#### [What is expected]
Where does the word "Deserialize" appear in the data? Copy every line that holds it.

#### [Supplied data]

//! Reporting operations: aggregated spend and the settlement plan.
//!
//! Thin adapters over [`crate::settlement`]: load the payment history inside
//! the transaction snapshot, hand it to the pure functions, decorate the
//! result for display.

use std::collections::HashMap;

use sea_orm::{QueryFilter, prelude::*};
use serde::{Deserialize, Serialize};

use crate::{
    Payable, ResultEngine,
    settlement::{aggregate_contributions, compute_payables},
    users,
};

use super::Engine;

/// A member's aggregated contribution, with display data joined in.
#[derive(Clone, Debug, PartialEq, Eq, Serialize, Deserialize)]
pub struct MemberSpend {
    pub username: String,
    pub nickname: String,
    pub total_minor: i64,
}

impl Engine {
    /// Sums each member's contributions across a list's payment history.
    pub async fn member_contributions(
        &self,
        list_id: &str,
        user_id: &str,
    ) -> ResultEngine<Vec<MemberSpend>> {
        let list_id = list_id.to_string();
        let user_id = user_id.to_string();
        self.with_tx(|engine, db_tx| {
            Box::pin(async move {
                engine
                    .require_list_member(db_tx, list_id.as_str(), user_id.as_str())
                    .await?;

                let payments = engine.load_payments(db_tx, list_id.as_str()).await?;
                let balances = aggregate_contributions(&payments);

                let usernames: Vec<String> =
                    balances.iter().map(|b| b.member.clone()).collect();
                let nicknames: HashMap<String, String> = users::Entity::find()
                    .filter(users::Column::Username.is_in(usernames))
                    .all(db_tx)
                    .await?
                    .into_iter()
                    .map(|user| (user.username, user.nickname))
                    .collect();

                Ok(balances
                    .into_iter()
                    .map(|balance| MemberSpend {
                        nickname: nicknames
                            .get(&balance.member)
                            .cloned()
                            .unwrap_or_else(|| balance.member.clone()),
                        username: balance.member,
                        total_minor: balance.total_minor,
                    })
                    .collect())
            })
        })
        .await
    }

    /// The greedy settlement plan for a list: who pays whom, and how much.
    pub async fn settlement_plan(
        &self,
        list_id: &str,
        user_id: &str,
    ) -> ResultEngine<Vec<Payable>> {
        let list_id = list_id.to_string();
        let user_id = user_id.to_string();
        self.with_tx(|engine, db_tx| {
            Box::pin(async move {
                engine
                    .require_list_member(db_tx, list_id.as_str(), user_id.as_str())
                    .await?;

                let payments = engine.load_payments(db_tx, list_id.as_str()).await?;
                let balances = aggregate_contributions(&payments);
                compute_payables(&balances)
            })
        })
        .await
    }
}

#### [Response area]
use serde::{Deserialize, Serialize};
#[derive(Clone, Debug, PartialEq, Eq, Serialize, Deserialize)]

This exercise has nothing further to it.